Photo: Philippe Ramakers / freeimages

Although work ethics in the Czech Republic has improved in recent years, a survey just out indicates that employees spend an hour a day –on average – on social networks, dealing with their private mail or chatting on the phone. According to estimates this amounts to around 33,000 crowns a year in lost productivity per employee.

Photo: Philippe Ramakers / freeimages
Before the widespread use of electronic cards, employees were used to leaving the office for an hour or so to go to the post office, do a bit of shopping, or go to the bank. Things have changed since and work morale is reported to have improved considerably, largely thanks to the new work regulations introduced by foreign companies and taken over by local institutions. Going to the hairdressers during work-hours is no longer an option at most workplaces, but employees are finding other ways to take a break from the work process.

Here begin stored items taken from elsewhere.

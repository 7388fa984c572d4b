//! Trend classifier contract and interpretation.

pub mod logistic;
pub mod trend;

pub use logistic::{LogisticModel, StandardScaler};
pub use trend::{interpret, TrendClassifier};

use crate::error::{FxError, Result};
use crate::types::{FeatureVector, ModelOutput, TrendKind};
use std::fs;
use std::io::ErrorKind;
use std::path::PathBuf;
use tracing::debug;

/// A pre-trained binary classifier over one feature vector.
///
/// Classes are 0 (down) and 1 (up).
pub trait Classifier: Send + Sync {
    /// Predicted class label.
    fn predict(&self, features: &FeatureVector) -> u8;

    /// Calibrated probability per class, indexed by label.
    fn predict_probability(&self, features: &FeatureVector) -> [f64; 2];
}

/// Produces a classifier artifact on demand.
pub trait ModelLoader: Send + Sync {
    /// Load the artifact. Missing or unreadable artifacts are `ModelUnavailable`.
    fn load(&self) -> Result<Box<dyn Classifier>>;
}

/// Loads a [`LogisticModel`] from a JSON file.
pub struct JsonModelLoader {
    path: PathBuf,
}

impl JsonModelLoader {
    pub fn new(path: impl Into<PathBuf>) -> Self {
        Self { path: path.into() }
    }
}

impl ModelLoader for JsonModelLoader {
    fn load(&self) -> Result<Box<dyn Classifier>> {
        let document = fs::read_to_string(&self.path).map_err(|e| {
            if e.kind() == ErrorKind::NotFound {
                FxError::ModelUnavailable(format!("no artifact at {}", self.path.display()))
            } else {
                FxError::ModelUnavailable(format!(
                    "cannot read {}: {}",
                    self.path.display(),
                    e
                ))
            }
        })?;

        let model = LogisticModel::from_json(&document)?;
        debug!("Loaded classifier from {}", self.path.display());
        Ok(Box::new(model))
    }
}

/// Query a classifier for its class and the probability of that class.
///
/// Returns `None` if the label is outside {0, 1} or the probability is not
/// a number in [0, 1].
pub fn model_output(classifier: &dyn Classifier, features: &FeatureVector) -> Option<ModelOutput> {
    let label = classifier.predict(features);
    let class = TrendKind::from_class(label)?;
    let raw_confidence = classifier.predict_probability(features)[usize::from(label)];

    if !(0.0..=1.0).contains(&raw_confidence) {
        return None;
    }
    Some(ModelOutput {
        class,
        raw_confidence,
    })
}
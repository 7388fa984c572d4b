pub mod features;
pub mod market;
pub mod rate;
pub mod signals;

pub use features::*;
pub use market::*;
pub use rate::*;
pub use signals::*;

Private phone calls, surfing the net, computer games and time spent on social networks –those are the most common activities that Czechs engage in when they are supposed to be working. According to a survey conducted by TruconneXion Czechs fritter away on average 52 minutes of their work day in one way or another.

While in the last decade or so the main non-work related activities were answering private mails, surfing the web and playing games on employers’ PCs, now Czechs are becoming more cautious and moving these activities to company mobiles and ipads. It gives them lesser user-comfort, but also a slimmer chance of being found out. With work PCs now widely monitored the risks of being fined or even sacked are high. However companies are gradually extending their surveillance. According to TrueconneXion interest in software that can monitor non-work activities on mobiles is growing. The number of firms who ordered it jumped by 20 percent last year.

Although employees are under increased surveillance, psychologists who specialize in the area of work motivation, say that taking a brief break from the work process is generally beneficial and may serve to inspire rather than disrupt the employee, the only exemption being administrative jobs that require a high level of concentration, precision and leave no room for creativity. Perhaps understandably, it is precisely people in such jobs who are most inclined to surfing the net or playing computer games at work. Most are also public sector employees where surveillance is not at a particularly high level.

Either way, employers generally agree that they do not expect their employees to work relentlessly and consider a break of up to twenty minutes to be perfectly acceptable.